How the U is framing the transfer access-collaboration issue

Just over a week ago I wrote about a conversation I had with Robert McMaster, the University of Minnesota’s dean of undergraduate education, about the U’s decision to cut back a little on the number of transfers it’s accepting.

The decision had raised a question in my mind about the U’s commitment to increased cooperation with the Minnesota State Colleges and Universities (MnSCU) system, which supplies more than a third of the transfer students to the Twin Cities campus, according to U figures. After all, aside from some administrative efficiencies, what good is UMN-MnSCU collaboration for community college students if it doesn’t improve access to the U?

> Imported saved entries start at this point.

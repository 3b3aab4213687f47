//! Backoff reconnection logic for the session event channel.
//!
//! When the channel drops, the session runs [`reconnect_loop`] to retry
//! with increasing delays until the connection is restored, the attempt
//! budget is exhausted, or the [`CancellationToken`] is triggered.

use std::future::Future;
use std::sync::Arc;
use std::time::Duration;

use rand::Rng;
use tokio_util::sync::CancellationToken;

/// How the delay between attempts grows.
#[derive(Clone)]
pub enum BackoffStrategy {
    /// `min(base * 2^(n-1), max)` for attempt `n`.
    Exponential,
    /// `min(base * n, max)` for attempt `n`.
    Linear,
    /// Caller-provided delay function of the 1-based attempt number.
    Custom(Arc<dyn Fn(u32) -> Duration + Send + Sync>),
}

impl std::fmt::Debug for BackoffStrategy {
    fn fmt(&self, f: &mut std::fmt::Formatter<'_>) -> std::fmt::Result {
        match self {
            BackoffStrategy::Exponential => write!(f, "Exponential"),
            BackoffStrategy::Linear => write!(f, "Linear"),
            BackoffStrategy::Custom(_) => write!(f, "Custom(..)"),
        }
    }
}

/// Tunable parameters for the reconnect controller.
#[derive(Debug, Clone)]
pub struct ReconnectConfig {
    /// Attempts before giving up with a terminal failure.
    pub max_attempts: u32,
    /// Delay for the first attempt.
    pub base_delay: Duration,
    /// Upper bound on the delay between attempts.
    pub max_delay: Duration,
    /// Delay growth curve.
    pub strategy: BackoffStrategy,
    /// Noise amplitude: each delay is perturbed by up to
    /// `±(jitter_percent / 100) * delay / 2`.
    pub jitter_percent: u8,
}

impl Default for ReconnectConfig {
    fn default() -> Self {
        Self {
            max_attempts: 10,
            base_delay: Duration::from_secs(1),
            max_delay: Duration::from_secs(30),
            strategy: BackoffStrategy::Exponential,
            jitter_percent: 30,
        }
    }
}

/// Why a [`reconnect_loop`] run ended.
#[derive(Debug)]
pub enum ReconnectOutcome<T> {
    /// A connection attempt succeeded.
    Connected(T),
    /// All attempts failed.
    Exhausted,
    /// The cancellation token fired first.
    Cancelled,
}

/// Jitter-free delay for the given 1-based attempt number.
pub fn compute_delay(config: &ReconnectConfig, attempt: u32) -> Duration {
    debug_assert!(attempt >= 1);
    match &config.strategy {
        BackoffStrategy::Exponential => {
            let factor = 2u32.saturating_pow(attempt.saturating_sub(1)).min(1 << 16);
            config.base_delay.saturating_mul(factor).min(config.max_delay)
        }
        BackoffStrategy::Linear => config
            .base_delay
            .saturating_mul(attempt)
            .min(config.max_delay),
        BackoffStrategy::Custom(f) => f(attempt),
    }
}

/// Perturb a delay by `±(jitter_percent / 100) * delay / 2`.
pub fn apply_jitter(delay: Duration, jitter_percent: u8) -> Duration {
    if jitter_percent == 0 || delay.is_zero() {
        return delay;
    }
    let amplitude = delay.as_secs_f64() * (jitter_percent as f64 / 100.0) / 2.0;
    let noise = rand::rng().random_range(-amplitude..=amplitude);
    Duration::from_secs_f64((delay.as_secs_f64() + noise).max(0.0))
}

/// Retry `connect` with backoff until it succeeds, the budget runs out,
/// or `cancel` fires.
///
/// The pending sleep is preempted by cancellation; abort is therefore
/// effective between attempts, not only at attempt boundaries.
pub async fn reconnect_loop<F, Fut, T, E>(
    mut connect: F,
    config: &ReconnectConfig,
    cancel: &CancellationToken,
) -> ReconnectOutcome<T>
where
    F: FnMut() -> Fut,
    Fut: Future<Output = Result<T, E>>,
    E: std::fmt::Display,
{
    for attempt in 1..=config.max_attempts {
        if cancel.is_cancelled() {
            return ReconnectOutcome::Cancelled;
        }

        tokio::select! {
            _ = cancel.cancelled() => {
                return ReconnectOutcome::Cancelled;
            }
            result = connect() => {
                match result {
                    Ok(conn) => {
                        tracing::info!(attempt, "Reconnected");
                        return ReconnectOutcome::Connected(conn);
                    }
                    Err(e) => {
                        tracing::warn!(attempt, error = %e, "Reconnect attempt failed");
                    }
                }
            }
        }

        if attempt == config.max_attempts {
            break;
        }

        let delay = apply_jitter(compute_delay(config, attempt), config.jitter_percent);
        tracing::debug!(
            attempt,
            delay_ms = delay.as_millis() as u64,
            "Waiting before next reconnect attempt",
        );
        tokio::select! {
            _ = cancel.cancelled() => return ReconnectOutcome::Cancelled,
            _ = tokio::time::sleep(delay) => {}
        }
    }

    tracing::warn!(
        max_attempts = config.max_attempts,
        "Reconnect attempts exhausted",
    );
    ReconnectOutcome::Exhausted
}

#[cfg(test)]
mod tests {
    use super::*;
    use std::sync::Mutex;

    fn jitter_free(strategy: BackoffStrategy) -> ReconnectConfig {
        ReconnectConfig {
            strategy,
            jitter_percent: 0,
            ..Default::default()
        }
    }

    #[test]
    fn exponential_delays_are_non_decreasing_and_clamped() {
        let config = jitter_free(BackoffStrategy::Exponential);
        let expected = [1, 2, 4, 8, 16, 30, 30, 30];
        for (i, &secs) in expected.iter().enumerate() {
            let delay = compute_delay(&config, i as u32 + 1);
            assert_eq!(delay, Duration::from_secs(secs), "attempt {}", i + 1);
        }
    }

    #[test]
    fn linear_delays_increase_strictly_up_to_cap() {
        let config = jitter_free(BackoffStrategy::Linear);
        let mut prev = Duration::ZERO;
        for attempt in 1..=30 {
            let delay = compute_delay(&config, attempt);
            if delay < config.max_delay {
                assert!(delay > prev, "attempt {attempt} did not increase");
            } else {
                assert_eq!(delay, config.max_delay);
            }
            prev = delay;
        }
    }

    #[test]
    fn custom_strategy_receives_attempt_numbers() {
        let seen = Arc::new(Mutex::new(Vec::new()));
        let seen_clone = Arc::clone(&seen);
        let config = jitter_free(BackoffStrategy::Custom(Arc::new(move |attempt| {
            seen_clone.lock().unwrap().push(attempt);
            Duration::from_millis(attempt as u64)
        })));

        for attempt in 1..=4 {
            assert_eq!(
                compute_delay(&config, attempt),
                Duration::from_millis(attempt as u64)
            );
        }
        assert_eq!(*seen.lock().unwrap(), vec![1, 2, 3, 4]);
    }

    #[test]
    fn zero_jitter_is_identity() {
        let delay = Duration::from_secs(10);
        assert_eq!(apply_jitter(delay, 0), delay);
    }

    #[test]
    fn jitter_stays_within_amplitude() {
        let delay = Duration::from_secs(10);
        // Amplitude for 30% of 10s is 1.5s.
        for _ in 0..100 {
            let jittered = apply_jitter(delay, 30);
            assert!(jittered >= Duration::from_millis(8_500));
            assert!(jittered <= Duration::from_millis(11_500));
        }
    }

    #[tokio::test]
    async fn cancellation_token_stops_reconnect() {
        let cancel = CancellationToken::new();
        cancel.cancel();

        let outcome = reconnect_loop(
            || async { Err::<(), _>("unreachable".to_string()) },
            &ReconnectConfig::default(),
            &cancel,
        )
        .await;

        assert!(matches!(outcome, ReconnectOutcome::Cancelled));
    }

    #[tokio::test(start_paused = true)]
    async fn exhaustion_after_max_attempts() {
        let cancel = CancellationToken::new();
        let config = ReconnectConfig {
            max_attempts: 3,
            base_delay: Duration::from_millis(10),
            jitter_percent: 0,
            ..Default::default()
        };

        let attempts = Arc::new(Mutex::new(0u32));
        let counter = Arc::clone(&attempts);
        let outcome = reconnect_loop(
            move || {
                let counter = Arc::clone(&counter);
                async move {
                    *counter.lock().unwrap() += 1;
                    Err::<(), _>("refused".to_string())
                }
            },
            &config,
            &cancel,
        )
        .await;

        assert!(matches!(outcome, ReconnectOutcome::Exhausted));
        assert_eq!(*attempts.lock().unwrap(), 3);
    }

    #[tokio::test]
    async fn success_returns_connection() {
        let cancel = CancellationToken::new();
        let outcome = reconnect_loop(
            || async { Ok::<_, String>(42) },
            &ReconnectConfig::default(),
            &cancel,
        )
        .await;
        assert!(matches!(outcome, ReconnectOutcome::Connected(42)));
    }
}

(And as U President Eric Kaler announced in an unrelated press release today, “As a first-generation college student … I have made access to higher education one of my priorities as president of the University of Minnesota.”)

In the previous post he told me that just a sliver of transfer students will feel the cut. Those will most likely be students with below-average GPAs, and/or who’ve not earned enough credits to show they’re ready to transfer. The U will also tend to favor Minnesota transfers.

Below he essentially defends the small decrease in access, saying it’s more important to make sure those who do get in stay in. He said the cutback is not a reflection of the U’s commitment to collaboration with MnSCU. It won’t affect the Minnesota Cooperative Admissions Program or Minnesota Transfer Curriculum, he said, and is necessary if the U is going to help transfer students succeed.

He told me:

“The real story is not the slight downtick in transfers. It’s really the initiative to improve the overall transfer experience here.”

As part of that initiative, McMaster said, the U is:

  • Proposing to hire a transfer coordinator. That person will “look at establishing better pipelines,” analyze data on the performance of transfer students and improve the orientation programs for them.
  • Looking to improve course access. “Sometimes it has been a problem that when transfer students come here, they can’t get into some of the upper-division classes they need. So we’re looking at (increasing) the number of sections in those courses or increase the size of those classes.”
  • Looking into more on-campus housing. The U is building a new residence hall on Fourth Street, and part of that will be set aside for transfer students. Surveys show many transfer students want to live on campus, he said.
  • Beefing up extracurricular activities.  “This is a place where transfer students struggle. They come in and they haven’t been socialized in the same way that a freshman or a sophomore has. So get them to join a club, participate in an undergraduate research experience, or do a service learning course. That’s a really important part of engagement on campus.
  • Developing specific targets/goals for graduation. The U doesn’t have targets for transfers “as we do for the freshmen,” McMaster said.

That sounds good for students who make the cut. But the U is still decreasing the number of transfers it’s taking in, and thus decreasing access, right?

Some might call this the second move in that direction. You may remember that decreased access (as well as diversity) was an issue raised in 2005 when the U closed its General College. Before its closure, the college was a way for underprepared students to gain access to the U. It had served as what the Encyclopedia of American Education called a “pecursor to the modern community college” when it was founded in 1932.

With one mode of access closed just six years ago, how does McMaster reconcile this newest move with the mission of a land-grant university?

He told me:

“I think the critical point here is really getting at student success. And if students with a small number of credits here are not successful at the university (as data shows), by actually trimming off that group of students … what that means is that the students who are here are going to succeed.”

Here he stresses what might be his main point:

“We’re limiting access (for) that group of students we think will not succeed here. I think that’s the strongest message we can put out. If we know from the characteristics of the students that they’re not going to succeed here and not graduate in a timely way or leave with significant debt, we’re not doing those students any service by bringing them in.”

So how does less access fit in with the message of more collaboration with MnSCU that we’ve been hearing so much about?

McMaster said the U is starting to talk to MnSCU folks to see whether the university can expand both its Minnesota Cooperative Admissions Program and its community college pipeline for students interested in transferring into specific U of M programs. Such a pipeline would require the U to set more specific entrance requirements for transfer students.

He said:

“(College of Biological Sciences officials) have certain characteristics they’re looking for in transfer student – lots of science, basic mathematics, some other requirements. Let’s work with certain community colleges so that if a student who’s interested in biology wants to come here, it’ll be very clear what the criteria will be to get into the college. Same thing with (the College of Liberal Arts), same thing with Education. So we’re looking at enhanced, better-defined pipelines.”

Again, it makes sense from an academic standpoint. Whether that means that true “collaboration” — with a eye toward meaningful access — is on the horizon is something for you to decide.

Ed: On second thought, that sounds like a loaded sentence, which is not my intention. I see McMaster’s logic on this one. Others may disagree, but I’m not necessarily one of them.